True colours?
17th May
A while ago I stumbled across a rant against pink. It was written by a mother who felt she was losing the battle against the tides of rosy cuteness bombarding her daughter. Turns out it was not always so. In the good old days, pink was for boys and blue was for girls. A quick glance at popular culture of the time evidences that blue was indeed once the visual shorthand for female innocence, beauty or virtue.
I was reminded of this in a recent workshop, when the subject of colour psychology came up. I’m referring of course to the ‘science’ (I use the term loosely) of decoding the associations and emotions that we instinctively attach to particular colours. So, yellow is warm, happy and cheery; red suggests excitement, ambition and youth and blue denotes dependability, quality and trust.

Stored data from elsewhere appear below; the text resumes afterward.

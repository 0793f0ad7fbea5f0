use std::path::{Path, PathBuf};
use std::time::Duration;

use clap::Parser;
use g8_vm::{PollPolicy, VmDesiredConfig};
use serde::Deserialize;

use crate::error::CliError;

/// Create or delete a VM on a GIG based cloud.
#[derive(Debug, Parser)]
#[command(name = "gig-vm", version)]
pub struct Cli {
    /// JSON file holding the module parameters.
    pub params: PathBuf,

    /// Portal URL, e.g. https://cloud.example.com
    #[arg(long, env = "G8_API_URL")]
    pub api_url: Option<String>,

    /// JWT used to authorize against the portal.
    #[arg(long, env = "G8_JWT", hide_env_values = true)]
    pub jwt: Option<String>,

    /// Report what would change without changing anything.
    #[arg(long)]
    pub check: bool,

    /// Status fetches before giving up on a VM that will not settle.
    #[arg(
        long,
        env = "G8_POLL_ATTEMPTS",
        default_value_t = 12,
        value_parser = clap::value_parser!(u32).range(1..)
    )]
    pub poll_attempts: u32,

    #[arg(long, env = "G8_POLL_INTERVAL_SECS", default_value_t = 5)]
    pub poll_interval_secs: u64,
}

/// Contents of the params file: the desired VM plus optional credentials.
#[derive(Debug, Deserialize)]
pub struct ModuleParams {
    #[serde(default)]
    pub api_url: Option<String>,
    #[serde(default)]
    pub jwt: Option<String>,
    #[serde(flatten)]
    pub vm: VmDesiredConfig,
}

impl ModuleParams {
    pub fn from_file(path: &Path) -> Result<Self, CliError> {
        let raw = std::fs::read_to_string(path).map_err(|source| CliError::ReadParams {
            path: path.to_path_buf(),
            source,
        })?;
        serde_json::from_str(&raw).map_err(|source| CliError::ParseParams {
            path: path.to_path_buf(),
            source,
        })
    }
}

#[derive(Debug, Clone)]
pub struct AppConfig {
    pub api_url: String,
    pub jwt: String,
    pub check_mode: bool,
    pub poll: PollPolicy,
    pub desired: VmDesiredConfig,
}

impl AppConfig {
    /// Merge flags and environment over the params file. Flags win.
    pub fn load(cli: Cli) -> Result<Self, CliError> {
        let params = ModuleParams::from_file(&cli.params)?;
        Self::merge(cli, params)
    }

    fn merge(cli: Cli, params: ModuleParams) -> Result<Self, CliError> {
        let api_url = cli
            .api_url
            .or(params.api_url)
            .filter(|s| !s.is_empty())
            .ok_or(CliError::Missing("api_url"))?;
        let jwt = cli
            .jwt
            .or(params.jwt)
            .filter(|s| !s.is_empty())
            .ok_or(CliError::Missing("jwt"))?;

        Ok(Self {
            api_url,
            jwt,
            check_mode: cli.check,
            poll: PollPolicy {
                max_attempts: cli.poll_attempts,
                interval: Duration::from_secs(cli.poll_interval_secs),
            },
            desired: params.vm,
        })
    }
}

#[cfg(test)]
mod tests {
    use std::io::Write;

    use g8_vm::DesiredState;
    use serde_json::json;

    use super::*;

    fn params_file(value: serde_json::Value) -> tempfile::NamedTempFile {
        let mut file = tempfile::NamedTempFile::new().unwrap();
        write!(file, "{value}").unwrap();
        file
    }

    fn cli(args: &[&str]) -> Cli {
        let mut argv = vec!["gig-vm"];
        argv.extend_from_slice(args);
        Cli::try_parse_from(argv).unwrap()
    }

    #[test]
    fn loads_module_params_from_file() {
        let file = params_file(json!({
            "api_url": "https://cloud.example.com",
            "jwt": "myjwt",
            "customer_id": "mycustomer_1",
            "cloudspace_id": "mycloudspace",
            "state": "present",
            "name": "My Ansible VM",
            "image_id": 45,
            "vcpus": 2,
            "memory": 2048,
            "user_data": {"hostname": "AnsibleVM"},
            "external_networks": [{"network": 3, "kind": "virtio", "ip": "10.0.0.5"}],
            "persistent_disks": [4930, 4931],
            "ephemeral_disks": [30, 40, 50],
        }));
        let path = file.path().to_str().unwrap();

        let params = ModuleParams::from_file(file.path()).unwrap();
        let args = cli(&[path, "--api-url", "https://other.example.com"]);
        let config = AppConfig::merge(args, params).unwrap();

        assert_eq!(config.api_url, "https://other.example.com");
        assert_eq!(config.jwt, "myjwt");
        assert!(!config.check_mode);
        assert_eq!(config.desired.state, DesiredState::Present);
        assert_eq!(config.desired.image_id, Some(45));
        assert_eq!(config.desired.persistent_disks, vec![4930, 4931]);
        assert_eq!(config.desired.external_networks[0].kind, "virtio");
    }

    #[test]
    fn poll_policy_comes_from_flags() {
        let file = params_file(json!({
            "jwt": "myjwt",
            "api_url": "https://cloud.example.com",
            "customer_id": "c",
            "cloudspace_id": "s",
        }));
        let path = file.path().to_str().unwrap();
        let params = ModuleParams::from_file(file.path()).unwrap();

        let config = AppConfig::merge(
            cli(&[path, "--check", "--poll-attempts", "3", "--poll-interval-secs", "1"]),
            params,
        )
        .unwrap();

        assert!(config.check_mode);
        assert_eq!(config.poll.max_attempts, 3);
        assert_eq!(config.poll.interval, Duration::from_secs(1));
    }

    #[test]
    fn zero_poll_attempts_are_rejected() {
        let err = Cli::try_parse_from(["gig-vm", "params.json", "--poll-attempts", "0"]).unwrap_err();
        assert_eq!(err.kind(), clap::error::ErrorKind::ValueValidation);
        assert!(Cli::try_parse_from(["gig-vm", "params.json", "--poll-attempts", "1"]).is_ok());
    }

    #[test]
    fn missing_credentials_are_rejected() {
        let file = params_file(json!({"customer_id": "c", "cloudspace_id": "s"}));
        let path = file.path().to_str().unwrap();
        let params = ModuleParams::from_file(file.path()).unwrap();

        let mut args = cli(&[path]);
        args.api_url = Some("https://cloud.example.com".into());
        args.jwt = None;

        let err = AppConfig::merge(args, params).unwrap_err();
        assert!(matches!(err, CliError::Missing("jwt")));
    }

    #[test]
    fn bad_state_is_a_parse_error() {
        let file = params_file(json!({
            "customer_id": "c",
            "cloudspace_id": "s",
            "state": "stopped",
        }));

        let err = ModuleParams::from_file(file.path()).unwrap_err();
        assert!(matches!(err, CliError::ParseParams { .. }));
        assert!(err.to_string().contains("state 'stopped' unrecognized"));
    }
}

Colour psychology has been used by brands and corporations for decades to communicate something about the service or product on offer in an implicit and subconscious way. But there’s a real danger with taking colour theory at face value. For a start, the way we all make decisions about brands is much more complex than one based entirely on colour (context and culture play big roles for instance). More crucially, the more a brand adopts the rules of a category, by definition the less distinctive it becomes. So in theory, blue says all the right things about you if you’re a technology brand, but it says all the right things about every other technology brand too. Which is why situations like this are played out in every category from technology to antiperspirant:
Braver brands acknowledge the colour codes of their category and reject them – what they lose in implicit associations they gain in brand distinctiveness. What, for instance, does a synthetic, bright ‘value’ yellow, used without any depth or finesse, have to do with luxury? Absolutely nothing, which is why it’s so brilliant.
So one way of building a unique brand identity is to recognise broad cultural associations, but reject them in favour of building brand associations that only you can own. Or, if you’re a certain toy with implausible curves and a penchant for pink, change those cultural associations wholesale (blue is so 1940s) and own them entirely.